Understanding where these feelings are coming from, questioning their validity, and learning how to move beyond or accept them are part of the therapeutic process.
But decisions are not only emotional. They are rational, too.
When we talk about cognitive processes, some of the best practices I’ve seen working are:
1. Identifying if the possible decision is solving the root problem you have. Let’s say you want to leave your marriage due to communication issues. Before deciding to leave, the question is if there is anything to be done that would improve that: addressing issues with your partner and trying new solutions or going to couple therapy together. The decision you take might be the good one at the moment, but later, with a new partner, you’ll find yourself in a similar situation because you’ve only solved the symptom, not the problem.

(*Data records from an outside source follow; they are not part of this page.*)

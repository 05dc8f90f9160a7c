//! Trial ordering and per-trial presentation randomization
//!
//! Two kinds of randomness shape what a participant sees:
//! - the trial order, one permutation of the catalog per participant
//! - per-position presentation flags: which anchor comes first, and which
//!   sample comes first under each anchor
//!
//! Both are fixed once chosen. A participant resumed without a stored order
//! gets the order re-derived from a seed computed from their ID, so repeated
//! resumes always reproduce the same sequence.

use crate::identity::ParticipantId;
use crate::ratings::{Anchor, Sample};
use rand::seq::SliceRandom;
use rand::{Rng, SeedableRng};
use rand_chacha::ChaCha8Rng;
use serde::{Deserialize, Serialize};
use sha2::{Digest, Sha256};

/// Fresh random permutation of `[0, len)`
pub fn shuffled_order(len: usize) -> Vec<usize> {
    let mut order: Vec<usize> = (0..len).collect();
    order.shuffle(&mut rand::thread_rng());
    order
}

/// Shuffle seed for a participant, first 8 bytes of SHA-256 of the ID
pub fn participant_seed(participant_id: &ParticipantId) -> u64 {
    let digest = Sha256::digest(participant_id.as_str().as_bytes());
    let mut bytes = [0u8; 8];
    bytes.copy_from_slice(&digest[..8]);
    u64::from_le_bytes(bytes)
}

/// Permutation of `[0, len)` reproducible from the participant ID
///
/// The generator must stay ChaCha8: row-store resumes re-derive the order
/// from it.
pub fn seeded_order(participant_id: &ParticipantId, len: usize) -> Vec<usize> {
    let mut order: Vec<usize> = (0..len).collect();
    let mut rng = ChaCha8Rng::seed_from_u64(participant_seed(participant_id));
    order.shuffle(&mut rng);
    order
}

/// True when `order` contains every index in `[0, len)` exactly once
pub fn is_permutation(order: &[usize], len: usize) -> bool {
    if order.len() != len {
        return false;
    }
    let mut seen = vec![false; len];
    for &idx in order {
        match seen.get_mut(idx) {
            Some(slot) if !*slot => *slot = true,
            _ => return false,
        }
    }
    true
}

/// Display order for one trial position
#[derive(Debug, Clone, Copy, PartialEq, Eq, Serialize, Deserialize)]
pub struct Presentation {
    /// Show the Indian anchor before the native one
    pub anchors_swapped: bool,
    /// Show Sample B before Sample A under the native anchor
    pub native_samples_swapped: bool,
    /// Show Sample B before Sample A under the Indian anchor
    pub indian_samples_swapped: bool,
}

impl Presentation {
    /// Canonical order (native first, A before B)
    pub const CANONICAL: Presentation = Presentation {
        anchors_swapped: false,
        native_samples_swapped: false,
        indian_samples_swapped: false,
    };

    pub fn random<R: Rng + ?Sized>(rng: &mut R) -> Self {
        Self {
            anchors_swapped: rng.gen(),
            native_samples_swapped: rng.gen(),
            indian_samples_swapped: rng.gen(),
        }
    }

    /// Anchors in display order
    pub fn anchors(&self) -> [Anchor; 2] {
        if self.anchors_swapped {
            [Anchor::Indian, Anchor::Native]
        } else {
            [Anchor::Native, Anchor::Indian]
        }
    }

    /// Samples in display order under the given anchor
    pub fn samples(&self, anchor: Anchor) -> [Sample; 2] {
        let swapped = match anchor {
            Anchor::Native => self.native_samples_swapped,
            Anchor::Indian => self.indian_samples_swapped,
        };
        if swapped {
            [Sample::B, Sample::A]
        } else {
            [Sample::A, Sample::B]
        }
    }
}

/// Presentation flags for every trial position, drawn once
pub fn draw_presentations(count: usize) -> Vec<Presentation> {
    let mut rng = rand::thread_rng();
    (0..count).map(|_| Presentation::random(&mut rng)).collect()
}

#[cfg(test)]
mod tests {
    use super::*;
    use crate::identity::resolve_identity;

    #[test]
    fn test_shuffled_order_is_permutation() {
        for len in [0, 1, 2, 50] {
            let order = shuffled_order(len);
            assert_eq!(order.len(), len);
            assert!(is_permutation(&order, len));
        }
    }

    #[test]
    fn test_seeded_order_reproducible() {
        let pid = resolve_identity("Jane Doe").unwrap();
        let first = seeded_order(&pid, 50);
        let second = seeded_order(&pid, 50);
        assert_eq!(first, second);
        assert!(is_permutation(&first, 50));
    }

    #[test]
    fn test_seeded_order_is_pinned() {
        let pid = resolve_identity("Jane Doe").unwrap();
        assert_eq!(pid.as_str(), "JANE_DOE_df74ec");
        assert_eq!(seeded_order(&pid, 10), vec![6, 5, 7, 1, 0, 4, 2, 8, 9, 3]);
    }

    #[test]
    fn test_seeded_order_differs_between_participants() {
        let jane = resolve_identity("Jane Doe").unwrap();
        let john = resolve_identity("John Doe").unwrap();
        assert_ne!(seeded_order(&jane, 50), seeded_order(&john, 50));
    }

    #[test]
    fn test_is_permutation_rejects_bad_orders() {
        assert!(!is_permutation(&[0, 1, 1], 3));
        assert!(!is_permutation(&[0, 1], 3));
        assert!(!is_permutation(&[0, 1, 3], 3));
        assert!(is_permutation(&[2, 0, 1], 3));
    }

    #[test]
    fn test_presentation_orders() {
        let p = Presentation {
            anchors_swapped: true,
            native_samples_swapped: false,
            indian_samples_swapped: true,
        };
        assert_eq!(p.anchors(), [Anchor::Indian, Anchor::Native]);
        assert_eq!(p.samples(Anchor::Native), [Sample::A, Sample::B]);
        assert_eq!(p.samples(Anchor::Indian), [Sample::B, Sample::A]);

        let c = Presentation::CANONICAL;
        assert_eq!(c.anchors(), [Anchor::Native, Anchor::Indian]);
    }

    #[test]
    fn test_seeded_presentation_deterministic() {
        let mut rng1 = ChaCha8Rng::seed_from_u64(7);
        let mut rng2 = ChaCha8Rng::seed_from_u64(7);
        assert_eq!(
            Presentation::random(&mut rng1),
            Presentation::random(&mut rng2)
        );
    }

    #[test]
    fn test_draw_presentations_count() {
        assert_eq!(draw_presentations(50).len(), 50);
    }
}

2. Expand the options you have. Exploring several alternatives besides the two favorites (stay or leave, this position or another), including the alternative of not taking any decision, speeds up the decision-making process. That is because you’re feeling less invested in any single one and therefore allow yourself to be more flexible in your opinion. And it makes it possible to have a plan B in case plan A doesn’t work.
3. For each option consider the possible positive and negative outcomes on short, medium, and long term. On you and on those involved in the process (for example in a divorce, what will be the effect on the kids?). This mind excursion in the future could bring up possible obstacles or problems you want to be prepared for. Same time, with the time perspective you’ll realize that the negative feelings associated with the process will come to an end someday.
4. Because often our decisions are based on our perceptions of reality (perceptions that could be wrong), asking relevant people in your life, experts, or people who had similar experiences about their perspectives might bring a lot of information that you are not aware of, or could help you expand the options you have.
5. Check the actionability of your decisions. Which actions do you need to take? Do you have all the necessary resources, or do you need to attract other resources to support you in your decision? You might want to change your job, but if currently there are no positions available, wouldn’t you rather wait for better circumstances? 6. Set yourself an “internal deadline” for making the decision. Consider the urgency, but also don’t make yourself pressured if there is nothing pressuring you from outside. A deadline should give you the time to gather or look for new information that would help you to finally make the decision or to feel more prepared.
I have experienced that making a decision can be a very stressful and difficult process. But having the right support, being well informed, and exploring possible outcomes, can lead to good decisions, and that, in time, will strengthen our self-esteem. It is something we all must go through if we want to live a good life.